Data shown:
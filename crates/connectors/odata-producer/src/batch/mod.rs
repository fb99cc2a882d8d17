//! `$batch`: parse the multipart body, run every operation on one connection, and
//! assemble a multipart response.

pub mod assemble;
pub mod parse;

use axum::http::{header, HeaderName, HeaderValue, StatusCode};
use axum::response::{IntoResponse, Response};
use sqlx::SqliteConnection;
use tracing::{info_span, Instrument};

use odata_producer_configuration::BatchFlags;

use crate::error::ODataError;
use crate::handler::{self, Operation, RequestContext};
use crate::request::{Method, QueryPairs, ResourcePath, METHOD_OVERRIDE_HEADER};
use crate::state::ServerState;
use parse::BatchPart;

/// Body of the operations skipped after a failure.
pub const BATCH_FAILED_MESSAGE: &str =
    "Cannot process due to previous error(s). Transaction and/or Fast fail flag is probably to true";

/// The result of one operation of a batch.
#[derive(Debug, Clone, PartialEq)]
pub struct BatchOutcome {
    pub method: Method,
    pub status: StatusCode,
    pub content_type: Option<&'static str>,
    pub location: Option<String>,
    /// The rendered document, the error message of a failure, or nothing.
    pub body: String,
    pub entity_set: Option<String>,
    pub entity_id: Option<String>,
    /// The request body of the operation.
    pub payload: String,
}

impl BatchOutcome {
    pub fn is_failure(&self) -> bool {
        self.status.is_client_error() || self.status.is_server_error()
    }
}

/// What happened to the last operation of a batch, and whether any failed.
#[derive(Debug, Clone, PartialEq, Default)]
pub struct BatchSummary {
    pub last_entity_name: Option<String>,
    pub last_entity_id: Option<String>,
    pub last_method: Option<Method>,
    pub last_status: Option<StatusCode>,
    pub last_body: Option<String>,
    pub last_payload: Option<String>,
    pub has_error: bool,
    pub request_count: usize,
}

impl BatchSummary {
    pub fn from_outcomes(outcomes: &[BatchOutcome]) -> Self {
        let last = outcomes.last();
        BatchSummary {
            last_entity_name: last.and_then(|outcome| outcome.entity_set.clone()),
            last_entity_id: last.and_then(|outcome| outcome.entity_id.clone()),
            last_method: last.map(|outcome| outcome.method),
            last_status: last.map(|outcome| outcome.status),
            last_body: last.map(|outcome| outcome.body.clone()),
            last_payload: last.map(|outcome| outcome.payload.clone()),
            has_error: outcomes.iter().any(BatchOutcome::is_failure),
            request_count: outcomes.len(),
        }
    }

    /// The `X-OData-Batch-*` response headers. Values that are not valid header text
    /// are left out.
    pub fn headers(&self) -> Vec<(HeaderName, HeaderValue)> {
        let fields = [
            ("x-odata-batch-last-entity-name", self.last_entity_name.clone()),
            ("x-odata-batch-last-entity-id", self.last_entity_id.clone()),
            ("x-odata-batch-last-method", self.last_method.map(|method| method.to_string())),
            ("x-odata-batch-last-status", self.last_status.map(|status| status.as_u16().to_string())),
            ("x-odata-batch-has-error", Some(self.has_error.to_string())),
            ("x-odata-batch-request-count", Some(self.request_count.to_string())),
        ];
        fields
            .into_iter()
            .filter_map(|(name, value)| {
                let value = HeaderValue::from_str(&value?).ok()?;
                Some((HeaderName::from_static(name), value))
            })
            .collect()
    }
}

/// The assembled response of a batch.
#[derive(Debug, Clone, PartialEq)]
pub struct BatchResponse {
    pub boundary: String,
    pub body: String,
    pub summary: BatchSummary,
}

impl IntoResponse for BatchResponse {
    fn into_response(self) -> Response {
        let mut response = (
            StatusCode::ACCEPTED,
            [(
                header::CONTENT_TYPE,
                format!("multipart/mixed; boundary={}", self.boundary),
            )],
            self.body,
        )
            .into_response();
        response.headers_mut().extend(self.summary.headers());
        response
    }
}

/// Run a batch request. Operations run in order on one connection: a transaction
/// when the batch is transactional, otherwise a pooled connection in autocommit mode.
pub async fn process(
    state: &ServerState,
    context: &RequestContext<'_>,
    content_type: Option<&str>,
    body: &str,
) -> Result<BatchResponse, ODataError> {
    let flags = state.configuration.batch;
    let parts = parse::parse_batch(content_type, body, flags.allow_any_request_body)?;
    let path_index = state.configuration.service.path_index;

    let outcomes = if flags.transactional {
        let mut transaction = state.pool.begin().await?;
        let outcomes = run_operations(context, &mut *transaction, &parts, path_index, flags)
            .instrument(info_span!("Run batch operations", transactional = true))
            .await;
        if outcomes.iter().any(BatchOutcome::is_failure) {
            tracing::info!("batch failed, rolling back");
            transaction.rollback().await?;
        } else {
            transaction.commit().await?;
        }
        outcomes
    } else {
        let mut connection = state.pool.acquire().await?;
        run_operations(context, &mut *connection, &parts, path_index, flags)
            .instrument(info_span!("Run batch operations", transactional = false))
            .await
    };

    let summary = BatchSummary::from_outcomes(&outcomes);
    tracing::info!(
        requests = summary.request_count,
        has_error = summary.has_error,
        "processed batch"
    );
    let (boundary, changeset_boundary) = assemble::new_boundaries();
    let body = assemble::assemble(&outcomes, &boundary, &changeset_boundary);
    Ok(BatchResponse {
        boundary,
        body,
        summary,
    })
}

async fn run_operations(
    context: &RequestContext<'_>,
    connection: &mut SqliteConnection,
    parts: &[BatchPart],
    path_index: usize,
    flags: BatchFlags,
) -> Vec<BatchOutcome> {
    let mut outcomes = Vec::with_capacity(parts.len());
    let mut failed = false;
    for part in parts {
        let operation = to_operation(part, path_index);
        let method = operation
            .as_ref()
            .map_or_else(|_| Method::parse(&part.method).unwrap_or(Method::Get), |operation| operation.method);

        let outcome = if failed && flags.fast_fail {
            BatchOutcome {
                method,
                status: StatusCode::PRECONDITION_FAILED,
                content_type: None,
                location: None,
                body: BATCH_FAILED_MESSAGE.to_string(),
                entity_set: operation
                    .as_ref()
                    .ok()
                    .and_then(|operation| operation.path.entity_set().map(str::to_string)),
                entity_id: operation.as_ref().ok().and_then(Operation::path_entity_id),
                payload: part.body.clone(),
            }
        } else {
            let result = match &operation {
                Ok(operation) => handler::dispatch(context, connection, operation).await,
                Err(error) => Err(error.clone()),
            };
            context.metrics.record_batch_operation();
            to_outcome(part, method, operation.as_ref().ok(), result)
        };

        failed = failed || outcome.is_failure();
        outcomes.push(outcome);
    }
    outcomes
}

/// Interpret the request line and headers of a part. The URL may be absolute, start
/// at the server root, or be relative to the service root.
fn to_operation(part: &BatchPart, path_index: usize) -> Result<Operation, ODataError> {
    let method = Method::resolve(&part.method, part.header(METHOD_OVERRIDE_HEADER))?;

    let url = match part.url.split_once("://") {
        Some((_, rest)) => rest.find('/').map_or("/", |slash| &rest[slash..]),
        None => part.url.as_str(),
    };
    let (path, query) = match url.split_once('?') {
        Some((path, query)) => (path, Some(query)),
        None => (url, None),
    };
    let path = if path.starts_with('/') {
        ResourcePath::parse(path, path_index)?
    } else {
        ResourcePath::parse(path, 0)?
    };

    let query = QueryPairs::parse(query);
    Ok(Operation {
        method,
        path,
        format: query.format(part.header("Accept")),
        query,
        content_type: part.header("Content-Type").map(str::to_string),
        body: part.body.clone(),
    })
}

fn to_outcome(
    part: &BatchPart,
    method: Method,
    operation: Option<&Operation>,
    result: Result<handler::ODataResponse, ODataError>,
) -> BatchOutcome {
    match result {
        Ok(response) => BatchOutcome {
            method,
            status: response.status,
            content_type: response.document.as_ref().map(|document| document.content_type),
            location: response.location,
            body: response.document.map(|document| document.body).unwrap_or_default(),
            entity_set: response.entity_set,
            entity_id: response.entity_id,
            payload: part.body.clone(),
        },
        Err(error) => {
            error.log("Batch operation error");
            BatchOutcome {
                method,
                status: error.status(),
                content_type: None,
                location: None,
                body: error.to_string(),
                entity_set: operation.and_then(|operation| operation.path.entity_set().map(str::to_string)),
                entity_id: operation.and_then(Operation::path_entity_id),
                payload: part.body.clone(),
            }
        }
    }
}

#[cfg(test)]
mod tests {
    use super::*;
    use crate::format::Format;

    fn part(method: &str, url: &str) -> BatchPart {
        BatchPart {
            method: method.to_string(),
            url: url.to_string(),
            headers: vec![],
            body: String::new(),
        }
    }

    #[test]
    fn part_urls() {
        let operation = to_operation(&part("DELETE", "/OData.svc/TableName1s('555')"), 1).unwrap();
        assert_eq!(
            operation.path,
            ResourcePath::Entity {
                entity_set: "TableName1s".to_string(),
                key: "'555'".to_string()
            }
        );
        assert_eq!(operation.path_entity_id().as_deref(), Some("555"));

        let operation = to_operation(&part("GET", "TableName1s?$format=json&$top=1"), 1).unwrap();
        assert_eq!(operation.format, Format::Json);
        assert_eq!(operation.query.get("$top"), Some("1"));

        let operation =
            to_operation(&part("GET", "http://localhost:8080/OData.svc/TableName1s/$count"), 1).unwrap();
        assert!(matches!(operation.path, ResourcePath::Count { .. }));

        let mut tunneled = part("POST", "TableName1s(1)");
        tunneled.headers.push(("X-HTTP-Method".to_string(), "MERGE".to_string()));
        assert_eq!(to_operation(&tunneled, 1).unwrap().method, Method::Merge);
    }

    #[test]
    fn summary_of_the_last_outcome() {
        let outcome = |status: StatusCode, id: &str| BatchOutcome {
            method: Method::Delete,
            status,
            content_type: None,
            location: None,
            body: String::new(),
            entity_set: Some("TableName1s".to_string()),
            entity_id: Some(id.to_string()),
            payload: String::new(),
        };
        let summary = BatchSummary::from_outcomes(&[
            outcome(StatusCode::BAD_REQUEST, "555"),
            outcome(StatusCode::PRECONDITION_FAILED, "1"),
        ]);
        assert_eq!(summary.last_entity_id.as_deref(), Some("1"));
        assert_eq!(summary.last_status, Some(StatusCode::PRECONDITION_FAILED));
        assert!(summary.has_error);
        assert_eq!(summary.request_count, 2);

        let headers = summary.headers();
        assert!(headers.contains(&(
            HeaderName::from_static("x-odata-batch-last-method"),
            HeaderValue::from_static("DELETE")
        )));
        assert!(headers.contains(&(
            HeaderName::from_static("x-odata-batch-last-status"),
            HeaderValue::from_static("412")
        )));

        let empty = BatchSummary::from_outcomes(&[]);
        assert!(!empty.has_error);
        assert_eq!(empty.headers().len(), 2);
    }
}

Task requirements: Wherever a line of the records above contains the string "push", copy that line out.

Exercise answer:
        outcomes.push(outcome);
        tunneled.headers.push(("X-HTTP-Method".to_string(), "MERGE".to_string()));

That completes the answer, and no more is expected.